The night was held in a lecture hall in the middle of Pollak Library with current undergraduates, alumni, community members and even another hunger striker, Dr. Edwin Lopez who is currently a faculty member in the Sociology Department.

Professor of Chicana/o Studies at uc santa barbara, Dr. Ralph Armbrsuter-Sandoval, who was also invited by Dr. Gradilla- started the evening centering all of us around the reality that the history of public actions like hunger strikes dates back decades and even centuries.

Fasting as public demonstrations to injustice specifically as Armbruster-Sandoval noted, dates back to pre-Christian Ireland to the fasts that would happen at the door step of someone who did you wrong. Allowing a person to starve in-front of your door step was seen as a great dishonor. Hunger strikes have then become inspired by such as acts of making public the injustice and shaming those in power who have caused pain.

Armbruster-Sandoval emphasized that in HIStory we’re taught primarily the demonstrations of Mahatma Gandhi and Cesar Chavez- erasing the HERstories of women who have also starved for actions.

There has always been a herstory of women, femme and non binary people who have engaged in actions of freedom. Including but not limited to the women who were forcibly fed during the Women’s Suffrage Movement to Irom Sharmila who launched her fast unto death demanding to revoke AFSPA from Manipur in the year 2000 and most recently the undocumented queer youth fasting at Black Panther Park demanding an end to the Santa Ana ICE Contract.

These however, are only the stories that have been documented.

Hunger strikes and public demonstrations are far more complex than what is documented by public media. There are people who behind the scenes supported hunger strikers. They were students, parents, university staff and community who supported the efforts of students at uc berkeley, uc santa barbara, stanford and at ucla.

After multiple questions from students and community, there was already a warmth in the room- an honest energy yearning to know what could be done now. Rudy Aguilar a graduating senior at CSUF asked in the context of such warmth and eagerness to do something in Orange County, “where can I continue seeking that guidance, that voice that power?”

Rafa Solorzano grew up in Santa Ana with two older sisters who were MEChisTAs and parents who organized meetings in their backyard to stop the closing of the swapmeet they worked in, a sacred space that would later become the headquarters of the current Santa Ana police department.

In 1996 the Solorzano sister’s made him apply to berkeley as he noted in his statements on Monday. It was there were he got to teach Raza and Ethnic studies at local schools in East Oakland through MEChA which he reflects was something that allowed him to see the direct pipeline students and community organizing had to uc berkeley.

“It wasn’t just organizing happening at the University” Solorzano clarified, “It was an extension of what we were doing for many years in the East Bay.”
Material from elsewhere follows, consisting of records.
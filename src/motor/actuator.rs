// Capabilities the swerve core needs from its hardware
//
// One implementation per actuator family: the Feetech serial bus in `driver`
// and a kinematic stand-in in `sim`.

use crate::error::ActuatorError;
use crate::pid::PidGains;

pub type Result<T> = std::result::Result<T, ActuatorError>;

/// Steering motor plus its absolute angle sensor
pub trait SteerActuator {
    /// Open-loop command in [-1, 1]
    fn write_raw(&mut self, value: f64) -> Result<()>;

    /// Current steering angle in radians, 0 = straight ahead
    fn read_angle(&mut self) -> Result<f64>;
}

/// Drive motor with its own velocity loop
pub trait DriveActuator {
    /// Open-loop command in [-1, 1], bypassing the velocity loop
    fn write_raw(&mut self, value: f64) -> Result<()>;

    /// Closed-loop velocity target in the actuator's native unit
    fn write_velocity(&mut self, native: f64) -> Result<()>;

    /// Measured velocity in the actuator's native unit
    fn read_velocity(&mut self) -> Result<f64>;

    /// Push gains to an onboard velocity loop. Families without tunable
    /// onboard gains ignore this.
    fn set_gains(&mut self, _gains: PidGains) -> Result<()> {
        Ok(())
    }
}
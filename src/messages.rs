// Define message types for the runtime

use serde::{Deserialize, Serialize};

use crate::swerve::Vector2;

// Command from teleop/scripts -> runtime
// Robot frame: x_vel to the right, y_vel forward (m/s); rotation in rad/s, positive clockwise
#[derive(Debug, Clone, Copy, Serialize, Deserialize, Default, PartialEq)]
pub struct MotionCommand {
    pub x_vel: f64,
    pub y_vel: f64,
    pub rotation: f64,
}

impl MotionCommand {
    pub fn direction(&self) -> Vector2 {
        Vector2::new(self.x_vel, self.y_vel)
    }
}

// Snapshot published by the runtime after every cycle
#[derive(Debug, Clone, Serialize, Deserialize, Default, PartialEq)]
pub struct ChassisState {
    pub direction: Vector2,
    pub rotation: f64,
    pub groups: Vec<GroupState>,
}

#[derive(Debug, Clone, Serialize, Deserialize, PartialEq)]
pub struct GroupState {
    pub name: String,
    pub target_angle: f64,
    pub measured_angle: f64,
    pub reverse_speed: bool,
    pub closed_loop: bool,
    pub safety_stop: bool,
    pub wheels: Vec<WheelState>,
}

#[derive(Debug, Clone, Serialize, Deserialize, PartialEq)]
pub struct WheelState {
    pub name: String,
    pub target_velocity: f64,
    pub measured_velocity: f64,
}

/// Health status published by runtime
#[derive(Debug, Clone, Copy, Serialize, Deserialize, PartialEq)]
#[serde(rename_all = "snake_case")]
pub enum RuntimeHealth {
    Ok,
    CmdStale,
}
By the time the uc chancellors wanted to gut Ethnic studies in 1999, the power of people both in and outside of the campus was leveraged.
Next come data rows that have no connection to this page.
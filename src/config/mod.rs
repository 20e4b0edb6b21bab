// Copyright (c) 2025 Kirky.X
//
// Licensed under the MIT License
// See LICENSE file in the project root for full license information.

/// 配置模块
///
/// 处理应用程序的配置设置，包括服务器、索引、查询与日志配置
pub mod settings;
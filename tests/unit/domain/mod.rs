// Copyright (c) 2025 Kirky.X
//
// Licensed under the MIT License
// See LICENSE file in the project root for full license information.

mod integrity_test;
mod search_test;
mod stemmer_test;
“It was an extension of me being a raza studies teacher,” Solorzano slowed down when he said this. “I participated in the hunger strikes because of my raza studies students.”

When I was in high school, I wasn’t able to be a Raza studies student in Solorzano’s class but I was a student of Dr. Gradilla’s who was a graduate student when Solorzano was a hunger striker. I want to thank both of them endlessly now, in this moment and always- their past and current efforts continue to foster the needed healing and transformation that this county desperately needs.

I’ve gotten to know Rafa Solorzano through social media posts and conversations in orange county well before I attended ucla. You can’t go to any space of transformation in Santa Ana without Rafa’s legacy.

And when I asked him for some guidance on my own projects, he challenged me the same way I’m sure he challenged young people in the bay area years ago, to look beyond what I see now and to dream longer and larger.

Authors note: Dr. Ralph Armbrsuter-Sandoval wrote a book on the history and legacy of the hunger strikes that was recently published titled Starving for Justice: Hunger Strikes, Spectacular Speech, and the Struggle for Dignity.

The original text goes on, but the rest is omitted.